- Mount Alexandra Location within Alberta Mount Alexandra Location within British Columbia Mount Alexandra Location within Canada

Highest point
- Elevation: 3,401 m (11,158 ft)
- Prominence: 421 m (1,381 ft)
- Parent peak: Mount Lyell (3498 m)
- Listing: Mountains of Alberta; Mountains of British Columbia;
- Coordinates: 51°58′51″N 117°11′54″W﻿ / ﻿51.98083°N 117.19833°W

Geography
- Country: Canada
- Provinces: Alberta and British Columbia
- Protected area: Banff National Park
- Parent range: Park Ranges
- Topo map: NTS 82N14 Rostrum Peak

Geology
- Rock type: Sedimentary

Climbing
- First ascent: 1902 James Outram, Christian Kaufmann

= Mount Alexandra (Canada) =

Mountain in Banff NP, Alberta/British Columbia, Canada

Mount Alexandra is a remote 3401 m mountain summit on the border of British Columbia and Alberta, Canada.

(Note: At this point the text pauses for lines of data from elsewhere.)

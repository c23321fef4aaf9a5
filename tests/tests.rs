use rgbpalette::*;

/// Deterministic noise, so failures are reproducible
struct XorShift(u32);

impl XorShift {
    fn next(&mut self) -> u32 {
        self.0 ^= self.0 << 13;
        self.0 ^= self.0 >> 17;
        self.0 ^= self.0 << 5;
        self.0
    }

    fn pixel(&mut self, colors: u32) -> RGBA {
        let c = (self.next() % colors).wrapping_mul(0x9E37_79B9);
        RGBA::new((c >> 24) as u8, (c >> 16) as u8, (c >> 8) as u8, (c & 0xFF).max(1) as u8)
    }
}

/// Noise image sent through a PNG encode/decode, like a real input would be
fn noise_png(seed: u32, width: usize, height: usize, colors: u32) -> lodepng::Bitmap<RGBA> {
    let mut rng = XorShift(seed);
    let pixels: Vec<_> = (0..width * height).map(|_| rng.pixel(colors)).collect();
    let png = lodepng::encode32(&pixels, width, height).unwrap();
    let bitmap = lodepng::decode32(&png).unwrap();
    assert_eq!(pixels, bitmap.buffer);
    bitmap
}

fn check_quantized(attr: &Attributes, image: &Image<'_>) -> Palette {
    let palette = attr.quantize(image).unwrap();
    let Palette::Quantized(q) = &palette else { panic!("{palette:?}") };

    assert!(attr.max_colors() == 0 || palette.len() <= attr.max_colors() as usize);
    assert_eq!((image.width() * image.height()) as u32, q.boxes().iter().map(|b| b.total()).sum::<u32>());
    assert_eq!(1u32 << (3 * attr.precision()), q.boxes().iter().map(|b| b.volume()).sum::<u32>());
    assert!(q.boxes().iter().all(|b| b.total() > 0));
    assert!(palette.iter().zip(palette.iter().skip(1)).all(|(a, b)| a <= b));

    let shift = 8 - attr.precision();
    for y in 0..image.height() {
        for x in 0..image.width() {
            let px = image.pixel_at(x, y);
            let i = palette.palette_index(px).unwrap();
            assert!(q.boxes()[i].contains([px.r >> shift, px.g >> shift, px.b >> shift]));
        }
    }
    palette
}

#[test]
fn exact_builders_agree() {
    let bmp = noise_png(1, 61, 37, 500);
    let attr = new();
    let img = attr.new_image_borrowed(&bmp.buffer, bmp.width, bmp.height).unwrap();

    let fancy = attr.exact_palette(&img);
    let simple = attr.exact_palette_limited(&img, usize::MAX).unwrap();
    assert_eq!(fancy.iter().collect::<Vec<_>>(), simple.iter().collect::<Vec<_>>());
    assert_eq!(fancy.iter().collect::<Vec<_>>(), attr.exact_palette(&img).iter().collect::<Vec<_>>());
    assert!(fancy.len() <= 500);
    assert!(attr.exact_palette_limited(&img, fancy.len() - 1).is_none());

    for px in &bmp.buffer {
        let i = fancy.palette_index(*px).unwrap();
        assert_eq!(Some(pack_rgb(*px)), fancy.color_at(i));
    }
}

#[test]
fn quantize_noise() {
    let bmp = noise_png(7, 100, 80, 5000);
    let mut attr = new();
    let img = attr.new_image(&bmp.buffer[..], bmp.width, bmp.height).unwrap();

    for max in [1, 2, 16, 256] {
        attr.set_max_colors(max);
        let pal = check_quantized(&attr, &img);
        assert_eq!(max as usize, pal.len());
    }

    attr.set_precision(4).unwrap();
    attr.set_max_colors(0);
    let pal = check_quantized(&attr, &img);
    assert!(pal.len() <= 1 << 12);
}

#[test]
fn quantize_is_deterministic() {
    let bmp = noise_png(99, 40, 40, 300);
    let mut attr = new();
    attr.set_max_colors(32);
    let img = attr.new_image_borrowed(&bmp.buffer, bmp.width, bmp.height).unwrap();

    let a = attr.quantize(&img).unwrap();
    let b = attr.quantize(&img).unwrap();
    assert_eq!(a.iter().collect::<Vec<_>>(), b.iter().collect::<Vec<_>>());
}

#[test]
fn stride_region() {
    let bmp = noise_png(3, 20, 10, 50);
    let attr = new();
    // left half of the image
    let region = attr.new_image_stride_borrowed(&bmp.buffer, 10, 10, 20).unwrap();
    let copy: Vec<_> = bmp.buffer.chunks(20).flat_map(|row| row[..10].iter().copied()).collect();
    let packed = attr.new_image(copy, 10, 10).unwrap();

    assert_eq!(attr.exact_palette(&region).iter().collect::<Vec<_>>(), attr.exact_palette(&packed).iter().collect::<Vec<_>>());
    assert_eq!(attr.quantize(&region).unwrap().iter().collect::<Vec<_>>(), attr.quantize(&packed).unwrap().iter().collect::<Vec<_>>());
}

#[test]
fn empty_image() {
    let attr = new();
    let img = attr.new_image(Vec::<RGBA>::new(), 0, 0).unwrap();
    assert!(attr.exact_palette(&img).is_empty());
    assert!(attr.exact_palette_limited(&img, 0).unwrap().is_empty());
    let pal = attr.quantize(&img).unwrap();
    assert!(pal.is_empty());
    assert_eq!(None, pal.palette_index(RGBA::new(1, 2, 3, 255)));
    assert_eq!(TransparentColors::None, count_transparent_colors(&img));
    assert!(is_grayscale(&img));
}

/// Sources don't have to be buffers
#[test]
fn custom_source() {
    struct Gradient;
    impl PixelSource for Gradient {
        fn width(&self) -> usize { 256 }
        fn height(&self) -> usize { 3 }
        fn pixel_at(&self, x: usize, y: usize) -> RGBA {
            let v = x as u8;
            RGBA::new(v, v, v, if y == 2 { 0 } else { 255 })
        }
        fn color_model(&self) -> ColorModel { ColorModel::Rgb }
    }

    let mut attr = new();
    assert!(is_grayscale(&Gradient));
    assert!(!attr.has_transparency(&Gradient));
    assert_eq!(TransparentColors::None, count_transparent_colors(&Gradient));
    assert_eq!(256, attr.exact_palette(&Gradient).len());
    attr.set_max_colors(8);
    let pal = attr.quantize(&Gradient).unwrap();
    assert_eq!(8, pal.len());
    assert!(pal.iter().all(|c| c >> 16 == c & 0xFF));
}
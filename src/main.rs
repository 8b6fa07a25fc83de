//! Pixel Warrior entry point
//!
//! Headless native host: picks two characters, then plays a scripted demo
//! match through the fixed-timestep loop, logging round results and audio
//! cues. A windowed frontend drives the same `Game` with real input.
//!
//! Usage: `pixel-warrior [seed] [tuning.json] [settings.json]`

use std::process::ExitCode;

use pixel_warrior::audio::{AudioManager, LogBackend};
use pixel_warrior::character::{pick_pair, roster};
use pixel_warrior::consts::*;
use pixel_warrior::renderer::HudModel;
use pixel_warrior::sim::{FighterIntent, MatchState, RoundPhase, TickInput, tick};
use pixel_warrior::{Settings, Tuning};

/// Length of the demo in simulated seconds
const DEMO_SECONDS: f32 = 60.0;
/// Stop once this many rounds have been decided
const DEMO_ROUNDS: u32 = 3;

/// Game instance holding all state
struct Game {
    state: MatchState,
    audio: AudioManager,
    backend: LogBackend,
    accumulator: f32,
    input: TickInput,
    last_phase: RoundPhase,
}

impl Game {
    fn new(state: MatchState, settings: &Settings) -> Self {
        let last_phase = state.round.phase;
        Self {
            state,
            audio: AudioManager::new(settings),
            backend: LogBackend,
            accumulator: 0.0,
            input: TickInput::default(),
            last_phase,
        }
    }

    /// Run simulation ticks for `dt` seconds of wall time
    fn update(&mut self, dt: f32) {
        let dt = dt.min(0.1);
        self.accumulator += dt;

        let mut substeps = 0;
        while self.accumulator >= SIM_DT && substeps < MAX_SUBSTEPS {
            tick(&mut self.state, &self.input, SIM_DT);
            self.audio.play_events(&self.state, &mut self.backend);
            self.accumulator -= SIM_DT;
            substeps += 1;

            let phase = self.state.round.phase;
            if phase != self.last_phase {
                log::debug!("Phase {:?} -> {:?}", self.last_phase, phase);
                if phase == RoundPhase::RoundOver {
                    let hud = HudModel::new(&self.state);
                    match hud.victory {
                        Some(winner) => log::info!("{winner:?} wins the round"),
                        None => log::info!("Double knockout"),
                    }
                }
                self.last_phase = phase;
            }
        }
    }

    /// Both fighters walk in and trade blows
    fn scripted_input(&self) -> TickInput {
        let p1 = FighterIntent {
            move_right: true,
            attack_primary: true,
            ..Default::default()
        };
        let p2 = FighterIntent {
            move_left: true,
            attack_secondary: true,
            // Hop now and then so the jump path runs too
            jump: self.state.time_ticks % 180 == 0,
            ..Default::default()
        };
        TickInput::new(p1, p2)
    }

    fn rounds_decided(&self) -> u32 {
        self.state.round.score.iter().sum()
    }
}

fn run() -> Result<(), Box<dyn std::error::Error>> {
    let mut args = std::env::args().skip(1);
    let seed = match args.next() {
        Some(s) => s.parse::<u64>()?,
        None => std::time::SystemTime::now()
            .duration_since(std::time::UNIX_EPOCH)?
            .as_secs(),
    };
    let tuning = match args.next() {
        Some(path) => Tuning::load(path)?,
        None => Tuning::default(),
    };
    let settings = match args.next() {
        Some(path) => Settings::load_or_default(path),
        None => Settings::default(),
    };

    log::info!("Pixel Warrior (headless) starting, seed {seed}");
    let (p1, p2) = pick_pair(&roster(), seed)?;
    let state = MatchState::new(p1, p2, tuning)?;
    let mut game = Game::new(state, &settings);
    game.audio.start_music(&mut game.backend);

    let mut elapsed = 0.0;
    while elapsed < DEMO_SECONDS && game.rounds_decided() < DEMO_ROUNDS {
        game.input = game.scripted_input();
        game.update(SIM_DT);
        elapsed += SIM_DT;
    }

    let score = game.state.round.score;
    log::info!(
        "Demo finished after {} ticks: {} - {}",
        game.state.time_ticks,
        score[0],
        score[1]
    );
    println!("{} - {}", score[0], score[1]);
    Ok(())
}

fn main() -> ExitCode {
    env_logger::init();
    match run() {
        Ok(()) => ExitCode::SUCCESS,
        Err(e) => {
            log::error!("{e}");
            eprintln!("pixel-warrior: {e}");
            ExitCode::FAILURE
        }
    }
}
//! Pixel Warrior - A two-player local fighting game
//!
//! Core modules:
//! - `sim`: Deterministic simulation (fighters, combat, animation, rounds)
//! - `character`: Character roster and sprite/cue data
//! - `tuning`: Data-driven game balance
//! - `settings`: Player preferences (audio, HUD)
//! - `audio`: Cue routing to an audio backend
//! - `renderer`: Pure draw models (sprite frames, HUD, parallax)

pub mod audio;
pub mod character;
pub mod error;
pub mod renderer;
pub mod settings;
pub mod sim;
pub mod tuning;

pub use character::CharacterData;
pub use error::{CharacterError, ConfigError};
pub use settings::Settings;
pub use tuning::Tuning;

use glam::Vec2;

/// Game configuration constants
pub mod consts {
    /// Fixed simulation timestep (60 Hz frame limit)
    pub const SIM_DT: f32 = 1.0 / 60.0;
    /// Maximum substeps per frame to prevent spiral of death
    pub const MAX_SUBSTEPS: u32 = 8;

    /// Window / arena dimensions
    pub const ARENA_WIDTH: f32 = 1000.0;
    pub const ARENA_HEIGHT: f32 = 540.0;

    /// Player one spawn (top-left of bounding box), facing right
    pub const P1_SPAWN_X: f32 = 100.0;
    pub const P1_SPAWN_Y: f32 = 290.0;
    /// Player two spawn, facing left
    pub const P2_SPAWN_X: f32 = 800.0;
    pub const P2_SPAWN_Y: f32 = 290.0;
}

/// Default arena size as a vector
#[inline]
pub fn default_arena() -> Vec2 {
    Vec2::new(consts::ARENA_WIDTH, consts::ARENA_HEIGHT)
}
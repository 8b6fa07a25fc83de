//! Character roster
//!
//! A character is pure data: which sprite sheet to sample, how many frames
//! each action row holds, and which sounds its attacks make. Records are
//! immutable for a fighter's lifetime.

use glam::Vec2;
use rand::SeedableRng;
use rand::seq::SliceRandom;
use rand_pcg::Pcg32;
use serde::{Deserialize, Serialize};

use crate::error::CharacterError;
use crate::sim::Action;

/// Number of rows on a character sprite sheet
pub const SHEET_ROWS: usize = 8;

/// Static description of one playable character
#[derive(Debug, Clone, PartialEq, Serialize, Deserialize)]
pub struct CharacterData {
    /// Display name (also used in error messages)
    pub name: String,
    /// Sprite sheet asset id
    pub spritesheet: String,
    /// Frame count per sheet row, in `Action` order
    pub animation_steps: [u32; SHEET_ROWS],
    /// Square tile size on the sheet (pixels)
    pub size: u32,
    /// Render scale applied to a tile
    pub scale: f32,
    /// Render offset of the sprite relative to the bounding box
    pub offset: Vec2,
    /// Cue played when an attack connects
    pub attack_sound: String,
    /// Cue played on every attack swing
    pub miss_sound: String,
}

impl CharacterData {
    /// Frame count of the clip for an action
    pub fn frame_count(&self, action: Action) -> u32 {
        self.animation_steps[action.index()]
    }

    /// Check that a fighter can be built from this record
    pub fn validate(&self) -> Result<(), CharacterError> {
        for action in Action::ALL {
            if self.frame_count(action) == 0 {
                return Err(CharacterError::EmptyClip {
                    name: self.name.clone(),
                    row: action.index(),
                });
            }
        }
        if self.size == 0 {
            return Err(CharacterError::InvalidTileSize {
                name: self.name.clone(),
                size: self.size,
            });
        }
        if !self.scale.is_finite() || self.scale <= 0.0 {
            return Err(CharacterError::InvalidScale {
                name: self.name.clone(),
                scale: self.scale,
            });
        }
        for (what, id) in [
            ("spritesheet", &self.spritesheet),
            ("attack sound", &self.attack_sound),
            ("miss sound", &self.miss_sound),
        ] {
            if id.trim().is_empty() {
                return Err(CharacterError::MissingAsset {
                    name: self.name.clone(),
                    what,
                });
            }
        }
        Ok(())
    }
}

fn melee(name: &str, sheet: &str, steps: [u32; SHEET_ROWS], offset_x: f32) -> CharacterData {
    CharacterData {
        name: name.to_string(),
        spritesheet: format!("Good Fighter/{sheet}"),
        animation_steps: steps,
        size: 180,
        scale: 3.0,
        offset: Vec2::new(offset_x, 150.0),
        attack_sound: "music/swordattack.wav".to_string(),
        miss_sound: "music/swordmissattack.flac".to_string(),
    }
}

/// The built-in characters
pub fn roster() -> Vec<CharacterData> {
    vec![
        melee("Knight", "knight moves.png", [11, 8, 3, 7, 7, 4, 11, 3], 220.0),
        melee("Martial I", "martial 1 moves.png", [8, 8, 2, 6, 6, 4, 6, 2], 232.0),
        melee("Martial II", "martial 2 moves.png", [4, 8, 2, 4, 4, 3, 7, 2], 220.0),
        melee("Martial III", "martial 3 moves.png", [10, 8, 3, 7, 9, 3, 11, 3], 220.0),
        CharacterData {
            name: "Wizard".to_string(),
            spritesheet: "Good Fighter/wiz 2 moves.png".to_string(),
            animation_steps: [6, 8, 2, 8, 8, 5, 7, 2],
            size: 180,
            scale: 2.0,
            offset: Vec2::new(120.0, 129.0),
            attack_sound: "music/fireattack.wav".to_string(),
            miss_sound: "music/firemissattack.wav".to_string(),
        },
    ]
}

/// Pick two distinct characters from a roster, reproducible by seed
pub fn pick_pair(
    roster: &[CharacterData],
    seed: u64,
) -> Result<(CharacterData, CharacterData), CharacterError> {
    if roster.len() < 2 {
        return Err(CharacterError::RosterTooSmall(roster.len()));
    }
    let mut rng = Pcg32::seed_from_u64(seed);
    let mut ids: Vec<usize> = (0..roster.len()).collect();
    ids.shuffle(&mut rng);

    let p1 = roster[ids[0]].clone();
    let p2 = roster[ids[1]].clone();
    p1.validate()?;
    p2.validate()?;
    log::info!("Selected characters: {} vs {}", p1.name, p2.name);
    Ok((p1, p2))
}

The first ascent of the mountain was made in 1902 by James Outram with guide Christian Kaufmann.
Mount Alexandra was named in 1902 by James Outram for Alexandra of Denmark.

==Geology==
Like other mountains in Banff National Park, Mount Alexandra is composed of sedimentary rock laid down from the Precambrian to Jurassic periods. Formed in shallow seas, this sedimentary rock was pushed east and over the top of younger rock during the Laramide orogeny.

==Climate==
Based on the Köppen climate classification, Mount Alexandra is located in a subarctic climate zone with cold, snowy winters, and mild summers. Temperatures can drop below -20 °C with wind chill factors below -30 °C.